## Saved entries

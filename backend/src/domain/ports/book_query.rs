//! Driving port for book reads: detail, listing, and search.

use async_trait::async_trait;
use pagination::{PageEnvelope, PageRequest};
use uuid::Uuid;

use crate::domain::Error;
use crate::domain::book::{Book, BookFilter, BookSortField, SortOrder};
use crate::domain::ports::book_repository::ReviewWithAuthor;

/// A book together with a page of its active reviews.
#[derive(Debug, Clone, PartialEq)]
pub struct BookDetail {
    /// The requested book.
    pub book: Book,
    /// A page of the book's active reviews, newest first.
    pub reviews: PageEnvelope<ReviewWithAuthor>,
}

/// Listing parameters bundled for the query port.
#[derive(Debug, Clone, PartialEq, Eq)]
pub struct ListBooksRequest {
    /// Optional exact case-insensitive filters.
    pub filter: BookFilter,
    /// Sort column.
    pub sort_field: BookSortField,
    /// Sort direction.
    pub sort_order: SortOrder,
    /// Page to serve.
    pub page: PageRequest,
}

/// Domain use-case port for book reads.
#[cfg_attr(test, mockall::automock)]
#[async_trait]
pub trait BookQuery: Send + Sync {
    /// Fetch a book and a page of its active reviews.
    ///
    /// Fails with not-found when the book is absent or soft-deleted.
    async fn get_book(
        &self,
        book_id: Uuid,
        reviews_page: PageRequest,
    ) -> Result<BookDetail, Error>;

    /// Page through the catalogue with filters and ordering.
    async fn list_books(&self, request: ListBooksRequest) -> Result<PageEnvelope<Book>, Error>;

    /// Page through books whose title or author contains the query.
    async fn search_books(
        &self,
        query: String,
        page: PageRequest,
    ) -> Result<PageEnvelope<Book>, Error>;
}

/// Fixture implementation for tests that do not exercise book reads.
#[derive(Debug, Default, Clone, Copy)]
pub struct FixtureBookQuery;

#[async_trait]
impl BookQuery for FixtureBookQuery {
    async fn get_book(
        &self,
        book_id: Uuid,
        _reviews_page: PageRequest,
    ) -> Result<BookDetail, Error> {
        Err(Error::not_found(format!("book {book_id} not found")))
    }

    async fn list_books(&self, request: ListBooksRequest) -> Result<PageEnvelope<Book>, Error> {
        Ok(PageEnvelope::new(Vec::new(), 0, request.page))
    }

    async fn search_books(
        &self,
        _query: String,
        page: PageRequest,
    ) -> Result<PageEnvelope<Book>, Error> {
        Ok(PageEnvelope::new(Vec::new(), 0, page))
    }
}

## ACTION ITEM
The answer should be an exact copy of the data.

## COMPLETED EXERCISE
filename backend/src/domain/ports/book_query.rs
//! Driving port for book reads: detail, listing, and search.

use async_trait::async_trait;
use pagination::{PageEnvelope, PageRequest};
use uuid::Uuid;

use crate::domain::Error;
use crate::domain::book::{Book, BookFilter, BookSortField, SortOrder};
use crate::domain::ports::book_repository::ReviewWithAuthor;

/// A book together with a page of its active reviews.
#[derive(Debug, Clone, PartialEq)]
pub struct BookDetail {
    /// The requested book.
    pub book: Book,
    /// A page of the book's active reviews, newest first.
    pub reviews: PageEnvelope<ReviewWithAuthor>,
}

/// Listing parameters bundled for the query port.
#[derive(Debug, Clone, PartialEq, Eq)]
pub struct ListBooksRequest {
    /// Optional exact case-insensitive filters.
    pub filter: BookFilter,
    /// Sort column.
    pub sort_field: BookSortField,
    /// Sort direction.
    pub sort_order: SortOrder,
    /// Page to serve.
    pub page: PageRequest,
}

/// Domain use-case port for book reads.
#[cfg_attr(test, mockall::automock)]
#[async_trait]
pub trait BookQuery: Send + Sync {
    /// Fetch a book and a page of its active reviews.
    ///
    /// Fails with not-found when the book is absent or soft-deleted.
    async fn get_book(
        &self,
        book_id: Uuid,
        reviews_page: PageRequest,
    ) -> Result<BookDetail, Error>;

    /// Page through the catalogue with filters and ordering.
    async fn list_books(&self, request: ListBooksRequest) -> Result<PageEnvelope<Book>, Error>;

    /// Page through books whose title or author contains the query.
    async fn search_books(
        &self,
        query: String,
        page: PageRequest,
    ) -> Result<PageEnvelope<Book>, Error>;
}

/// Fixture implementation for tests that do not exercise book reads.
#[derive(Debug, Default, Clone, Copy)]
pub struct FixtureBookQuery;

#[async_trait]
impl BookQuery for FixtureBookQuery {
    async fn get_book(
        &self,
        book_id: Uuid,
        _reviews_page: PageRequest,
    ) -> Result<BookDetail, Error> {
        Err(Error::not_found(format!("book {book_id} not found")))
    }

    async fn list_books(&self, request: ListBooksRequest) -> Result<PageEnvelope<Book>, Error> {
        Ok(PageEnvelope::new(Vec::new(), 0, request.page))
    }

    async fn search_books(
        &self,
        _query: String,
        page: PageRequest,
    ) -> Result<PageEnvelope<Book>, Error> {
        Ok(PageEnvelope::new(Vec::new(), 0, page))
    }
}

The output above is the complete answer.